Read about Arielle and her family.
Kyle Cooper waits 18 years for oral surgery
Kyle Cooper was born with hemifacial microsomia (HFM), a craniofacial anomaly that resulted in the left side of his face being underdeveloped. It meant his face was noticeably uneven and barely any of his teeth touched. “I made it through and got used to it, but I couldn’t eat things like meat because it would take me three hours to chew.”
In February, Boston Children’s Hospital Oral Surgeon-in-Chief Dr. Bonnie Padwa reconstructed the 18-year-old’s upper and lower jaws and his chin. He returned to school just in time for prom and graduation.
Learn more about Kyle.
My life after concussion: Finding a new game
Fifteen-year-old Esther Lovett’s life turned upside down after she suffered a concussion. An excellent student and star athlete, Esther was seriously challenged by the prolonged affects of her concussion.
Read Esther’s words of wisdom for other teens.

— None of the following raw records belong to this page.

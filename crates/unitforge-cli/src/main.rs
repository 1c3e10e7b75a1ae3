//! unitforge CLI binary.
//!
//! This is the entry point for the `unitforge` command-line tool. It
//! initializes logging via `tracing`, parses arguments with `clap`, and
//! dispatches to the appropriate command handler.

mod cli;
mod commands;

use miette::Result;

#[tokio::main]
async fn main() -> Result<()> {
    tracing_subscriber::fmt()
        .with_env_filter(
            tracing_subscriber::EnvFilter::try_from_default_env()
                .unwrap_or_else(|_| tracing_subscriber::EnvFilter::new("warn")),
        )
        .init();

    let args = cli::parse();
    commands::dispatch(args).await
}
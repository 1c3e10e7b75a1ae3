//! Core data types for unitforge.
//!
//! This crate defines the pure data model of the dependency and composition
//! resolver: semantic versions and constraints, capability units and their
//! include references, and the lock file with its generate and verify
//! operations.
//!
//! This crate is intentionally free of async code and network I/O.

pub mod lockfile;
pub mod unit;
pub mod verify;
pub mod version;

For baby Joy, music and medicine are in perfect harmony
James Danna enters the Boston Children’s Hospital Cardiac Intensive Care Unit (CICU) with the tools he’ll use to treat Joy, a 9-month-old patient recovering from open-heart surgery. Instead of a stethoscope or scalpel, James carries only small percussion instruments and a guitar.
He gently opens the door to Joy’s room, taking a quick read of her heart rate—138. Joy is a tiny little thing in a great big bed, under bright lights and tethered to multiple machines. Over the course of her multiple procedures for a congenital heart defect, the noise of the monitors, air conditioning and loudspeakers have made for a very wary baby. Her medical chart describes Joy as “staff phobic,” as most adults who enter her room poke and prick her.

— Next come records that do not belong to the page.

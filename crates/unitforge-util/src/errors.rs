use miette::Diagnostic;
use thiserror::Error;

/// Unified error type for unitforge glue operations (I/O and lock file
/// handling). Domain errors from resolution have their own closed taxonomy
/// in `unitforge-resolver`.
#[derive(Debug, Error, Diagnostic)]
pub enum ForgeError {
    /// I/O operation failed.
    #[error("I/O error: {0}")]
    Io(#[from] std::io::Error),

    /// Lock file is missing, unreadable, or malformed.
    #[error("Lock file error: {message}")]
    LockFile { message: String },

    /// Catch-all for miscellaneous errors.
    #[error("{message}")]
    Generic { message: String },
}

But Joy has met James many times before and knows him to be safe. She locks her eyes on him and waits for the music to begin. Keeping his distance, James quietly hums a tune while strumming a few chords on his guitar.
Joy smiles, crosses her little legs and nods to the beat.
Listen to James and Joy.
Tyler’s story: 20 surgeries with a smile
Tyler Bois is a boy with goals. His career aspirations run the gamut. Some days, he dreams of playing football with his favorite team—the Dallas Cowboys. Others, he wants to open a pizza shop, perhaps called “Slice of Ty” or “Ty’s Pizza Palace.”
For now, the nine-year-old stays busy with every day kid stuff—playing with his golden retriever puppy, planning for Cub Scout camp, dancing in the school talent show, skiing and wakeboarding. Somehow between all of these activities, Tyler has squeezed in 20 surgeries.
Born with spina bifida and a Chiari malformation (a congenital defect in which the back parts of the brain slip into his spinal cord), he approaches each surgery with a trademark smile and can-do attitude.